When you look back, some of the most successful innovations and successful companies have been those that have either done something no one has ever thought of or done things which people thought were impossible.

If you take a simple view of what Hammerforce manages to do, it takes well established technology – pneumatics – which people understand to have significant limitations in terms of its capability and potential. Hammerforce demonstrates that there’s not just potential but a performance from pneumatics that nobody thought was possible.

In terms of considering solving the impossible, I’m not sure whether people thought getting vastly higher levels of efficiency from a pneumatic system was impossible, but certainly no one had ever done it before.

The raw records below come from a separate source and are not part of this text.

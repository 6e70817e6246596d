//! Simulation result model.
//!
//! The sole artifact a simulator exposes: the coalesced timeline, the
//! completed process set, and the aggregate metrics. Produced once per
//! run and treated as a value thereafter — the display layer replays it
//! against a virtual clock, the export layer serializes it, and neither
//! re-enters the simulators.

use serde::{Deserialize, Serialize};

use super::{CompletedProcess, Interval, SimulationMetrics};

/// Outcome of one completed simulation run.
///
/// The timeline is ordered by start time with no overlap between busy
/// intervals; `processes` is ordered by completion.
#[derive(Debug, Clone, PartialEq, Serialize, Deserialize)]
pub struct SimulationResult {
    /// Ordered CPU-ownership intervals.
    pub timeline: Vec<Interval>,
    /// Per-process outcomes, in completion order.
    pub processes: Vec<CompletedProcess>,
    /// The four aggregate metrics.
    pub metrics: SimulationMetrics,
}

impl SimulationResult {
    /// Total extent of the run: the latest interval end time.
    pub fn span(&self) -> i64 {
        self.timeline.iter().map(|iv| iv.end).max().unwrap_or(0)
    }

    /// Ticks during which some process held the CPU.
    pub fn busy_time(&self) -> i64 {
        self.timeline.iter().map(Interval::duration).sum()
    }

    /// Ticks during which the CPU sat idle.
    pub fn idle_time(&self) -> i64 {
        self.span() - self.busy_time()
    }

    /// All intervals belonging to one process, in execution order.
    pub fn intervals_for(&self, process_id: &str) -> Vec<&Interval> {
        self.timeline
            .iter()
            .filter(|iv| iv.process_id == process_id)
            .collect()
    }

    /// The completed record for one process.
    pub fn process(&self, process_id: &str) -> Option<&CompletedProcess> {
        self.processes.iter().find(|p| p.id == process_id)
    }
}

While the technology can be scaled massively up or down and is very flexible in terms of the materials that can be used, what is consistent across all applications of the technology is the delivery of better performance, at lower cost and, in a very sustainable fashion. This is both in terms of the performance of the application itself and its environmental impact – its’ efficiency, lack of waste and ability to establish new standards, all of which ultimately delivers value to customers and a genuine and sustainable competitive advantage.

Hammerforce is absolutely focused on sustainability, the resilience of its customers and more broadly the environment in which they work in. So, in the longer term, the company is very well positioned to take advantage of the opportunities this accelerated trend presents and help its partners create real value.

This pandemic and the response to this pandemic, should really be changing people’s minds about what is, and what isn’t possible, and the degrees of freedom we give ourselves to deal with the opportunities and the challenges we face.

Many people have said the world will be forever different. Sure, there will be long-lasting changes, but I think the most powerful of these changes will come from the realisation that we’re actually only constrained by the constraints we impose upon ourselves.

As countries, businesses and individuals we choose what those constraints are. What we have demonstrated to ourselves over the past few months is that we can do extraordinary, unprecedented, unthought of and apparently impossible things and we can do them at pace.

The seemingly impossible is no longer so.